Despite the sales success, the MX-5 only recently earned the cultural cachet it was always due. For years, it was derided as a secretary’s car, a cruiser for hairdressers and a mid-life-crisis mobile – as if secretaries and hairdressers don’t love hauling ass. Though, to be fair, our MX-5 came to us in that third category, not too long before the divorce.
For most of its lifespan, the MX-5 was one of those if-you-know-you-know vehicles – until a few years ago, when younger enthusiasts began realising how much bang for their buck a used MX-5 offered compared to something cooler. Over the past decade, as its cult took off further on TikTok, the MX-5 became a key example of a “youngtimer” car, aka vehicles that have pull with car people but are still too young for classic-car status.


This year, I checked out a pal’s current-gen MX-5. The new car is a vehicle with all the technology and safety equipment you’d expect in 2025. It has shed the baby fat, with sharper lines and headlamps tucked into aggressive slits. It has 66 more horsepower than the original and revs out at 7,500rpm, which is where you’ll feel the extra horsepower. But the magic is the same, because Mazda applied “gram strategy” to keep the car as light as possible, using aluminium and magnesium instead of steel where it could. As a result, it’s only about 75kg heavier than one from 30 years ago.
I ask Hall about the future of the MX-5, specifically what he thinks about the prospect of electrification. He clarifies that he hasn’t worked for the company in years, but then adds: “What you do with the Miata is what you do the first time around: less is more. I don’t see why you can’t do the same thing with an EV.” (Mazda’s entire line-up is slated to go at least partially electric by 2030, but the company hasn’t announced any specific plans about the MX-5.)

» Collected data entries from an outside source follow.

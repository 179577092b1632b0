use anyhow::Result;
use serde::Serialize;

use crate::sink::{KeystrokeSink, SpecialKey};

#[derive(Debug, Clone, Copy, PartialEq, Eq)]
pub enum KeyEvent {
    Char(char),
    Special(SpecialKey),
}

#[derive(Debug, Clone, Copy, Default, PartialEq, Eq, Serialize)]
pub struct KeyStats {
    pub keystrokes: usize,
    pub chars: usize,
    pub backspaces: usize,
    pub cursor_moves: usize,
}

/// In-memory text editor that records every keystroke it receives.
///
/// Applies basic cursor movement and insertion/deletion so tests and the
/// `simulate` command can check the final text of a run. It does not model
/// editor-specific behavior such as auto-indent or smart quotes.
#[derive(Debug, Default, Clone)]
pub struct EditorSink {
    buf: Vec<char>,
    cursor: usize,
    log: Vec<KeyEvent>,
}

impl EditorSink {
    pub fn new() -> Self {
        Self::default()
    }

    pub fn text(&self) -> String {
        self.buf.iter().collect()
    }

    pub fn cursor(&self) -> usize {
        self.cursor
    }

    pub fn events(&self) -> &[KeyEvent] {
        &self.log
    }

    pub fn stats(&self) -> KeyStats {
        let mut out = KeyStats {
            keystrokes: self.log.len(),
            ..Default::default()
        };
        for event in &self.log {
            match event {
                KeyEvent::Char(_) => out.chars += 1,
                KeyEvent::Special(SpecialKey::Backspace) => out.backspaces += 1,
                KeyEvent::Special(SpecialKey::Left | SpecialKey::Right) => out.cursor_moves += 1,
            }
        }
        out
    }

    fn insert_char(&mut self, c: char) {
        self.buf.insert(self.cursor, c);
        self.cursor += 1;
    }

    fn backspace(&mut self) {
        if self.cursor == 0 {
            return;
        }
        self.cursor -= 1;
        self.buf.remove(self.cursor);
    }

    fn move_left(&mut self) {
        if self.cursor > 0 {
            self.cursor -= 1;
        }
    }

    fn move_right(&mut self) {
        if self.cursor < self.buf.len() {
            self.cursor += 1;
        }
    }
}

impl KeystrokeSink for EditorSink {
    fn emit(&mut self, c: char) -> Result<()> {
        self.log.push(KeyEvent::Char(c));
        self.insert_char(c);
        Ok(())
    }

    fn press_special(&mut self, key: SpecialKey) -> Result<()> {
        self.log.push(KeyEvent::Special(key));
        match key {
            SpecialKey::Left => self.move_left(),
            SpecialKey::Right => self.move_right(),
            SpecialKey::Backspace => self.backspace(),
        }
        Ok(())
    }
}

#[cfg(test)]
mod tests {
    use super::*;

    #[test]
    fn edits_in_the_middle_of_the_buffer() {
        let mut sink = EditorSink::new();
        for c in "hello wrold".chars() {
            sink.emit(c).unwrap();
        }
        for _ in 0..2 {
            sink.press_special(SpecialKey::Left).unwrap();
        }
        for _ in 0..3 {
            sink.press_special(SpecialKey::Backspace).unwrap();
        }
        for c in "wor".chars() {
            sink.emit(c).unwrap();
        }
        sink.press_special(SpecialKey::Right).unwrap();
        sink.press_special(SpecialKey::Right).unwrap();
        sink.press_special(SpecialKey::Right).unwrap();

        assert_eq!(sink.text(), "hello world");
        assert_eq!(sink.cursor(), 11);

        let stats = sink.stats();
        assert_eq!(stats.chars, 14);
        assert_eq!(stats.backspaces, 3);
        assert_eq!(stats.cursor_moves, 5);
    }

    #[test]
    fn backspace_at_start_is_a_no_op() {
        let mut sink = EditorSink::new();
        sink.press_special(SpecialKey::Backspace).unwrap();
        sink.press_special(SpecialKey::Left).unwrap();
        assert_eq!(sink.text(), "");
        assert_eq!(sink.cursor(), 0);
    }
}
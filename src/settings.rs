use std::fs;
use std::path::Path;

use anyhow::{ensure, Context, Result};
use serde::{Deserialize, Serialize};

/// Pacing and error parameters for a single typing run.
///
/// Percentages are in `[0, 100]`. Duration ranges are `(min, max)` in seconds.
/// Unknown keys in a settings file are ignored; missing keys take the defaults.
#[derive(Debug, Clone, PartialEq, Serialize, Deserialize)]
#[serde(default)]
pub struct Settings {
    pub total_minutes: f64,
    pub wpm: f64,
    pub error_rate: f64,
    pub correction_delay: f64,
    pub thinking_chance: f64,
    pub thinking_duration: (f64, f64),
    pub afk_chance: f64,
    pub afk_duration: (f64, f64),
}

impl Default for Settings {
    fn default() -> Self {
        Self {
            total_minutes: 20.0,
            wpm: 65.0,
            error_rate: 4.0,
            correction_delay: 50.0,
            thinking_chance: 5.0,
            thinking_duration: (2.0, 6.0),
            afk_chance: 2.0,
            afk_duration: (30.0, 180.0),
        }
    }
}

impl Settings {
    pub fn total_seconds(&self) -> f64 {
        self.total_minutes * 60.0
    }

    /// Copy every profile parameter over `self`, keeping the target duration.
    pub fn with_profile(self, profile: Profile) -> Self {
        Self {
            total_minutes: self.total_minutes,
            ..profile.settings()
        }
    }

    pub fn validate(&self) -> Result<()> {
        ensure!(self.total_minutes.is_finite(), "total_minutes must be finite");
        ensure!(self.total_minutes > 0.0, "total_minutes must be > 0");
        ensure!(self.wpm.is_finite(), "wpm must be finite");
        ensure!(self.wpm > 0.0, "wpm must be > 0");

        for (name, value) in [
            ("error_rate", self.error_rate),
            ("correction_delay", self.correction_delay),
            ("thinking_chance", self.thinking_chance),
            ("afk_chance", self.afk_chance),
        ] {
            ensure!(
                (0.0..=100.0).contains(&value),
                "{name} must be between 0 and 100"
            );
        }

        for (name, (min, max)) in [
            ("thinking_duration", self.thinking_duration),
            ("afk_duration", self.afk_duration),
        ] {
            ensure!(
                min.is_finite() && max.is_finite(),
                "{name} bounds must be finite"
            );
            ensure!(min >= 0.0, "{name} minimum must be >= 0");
            ensure!(min <= max, "{name} minimum must be <= maximum");
        }

        Ok(())
    }

    pub fn load(path: &Path) -> Result<Self> {
        let json =
            fs::read_to_string(path).with_context(|| format!("failed to read {}", path.display()))?;
        serde_json::from_str(&json)
            .with_context(|| format!("failed to parse settings JSON in {}", path.display()))
    }
}

/// Built-in typing personalities.
#[derive(Debug, Clone, Copy, PartialEq, Eq, Serialize, Deserialize)]
#[serde(rename_all = "kebab-case")]
pub enum Profile {
    CarefulStudent,
    SloppyRusher,
    MethodicalWriter,
}

impl Profile {
    pub const ALL: [Profile; 3] = [
        Profile::CarefulStudent,
        Profile::SloppyRusher,
        Profile::MethodicalWriter,
    ];

    pub fn label(self) -> &'static str {
        match self {
            Profile::CarefulStudent => "The Careful Student",
            Profile::SloppyRusher => "The Sloppy Rusher",
            Profile::MethodicalWriter => "The Methodical Writer",
        }
    }

    pub fn settings(self) -> Settings {
        let base = Settings::default();
        match self {
            Profile::CarefulStudent => Settings {
                wpm: 55.0,
                error_rate: 2.0,
                correction_delay: 0.0,
                thinking_chance: 5.0,
                thinking_duration: (2.0, 5.0),
                afk_chance: 2.0,
                afk_duration: (30.0, 90.0),
                ..base
            },
            Profile::SloppyRusher => Settings {
                wpm: 110.0,
                error_rate: 10.0,
                correction_delay: 0.0,
                thinking_chance: 1.0,
                thinking_duration: (1.0, 2.0),
                afk_chance: 0.0,
                afk_duration: (0.0, 0.0),
                ..base
            },
            Profile::MethodicalWriter => Settings {
                wpm: 70.0,
                error_rate: 5.0,
                correction_delay: 50.0,
                thinking_chance: 10.0,
                thinking_duration: (4.0, 10.0),
                afk_chance: 5.0,
                afk_duration: (60.0, 180.0),
                ..base
            },
        }
    }
}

Before you turn around you pull into San Simeon State Park, home to the most beautiful beach in California. You catch a glimpse of William Randolph Hearst’s Castle, with its stately pleasure dome, looking down from a bald spot in the coastal mountains. Now there was a guy who didn’t get the whole simplicity and lightness thing, you think, climbing back into the driver’s seat. But you don’t sweat it, or anything else, as you rip down Highway 1 towards home.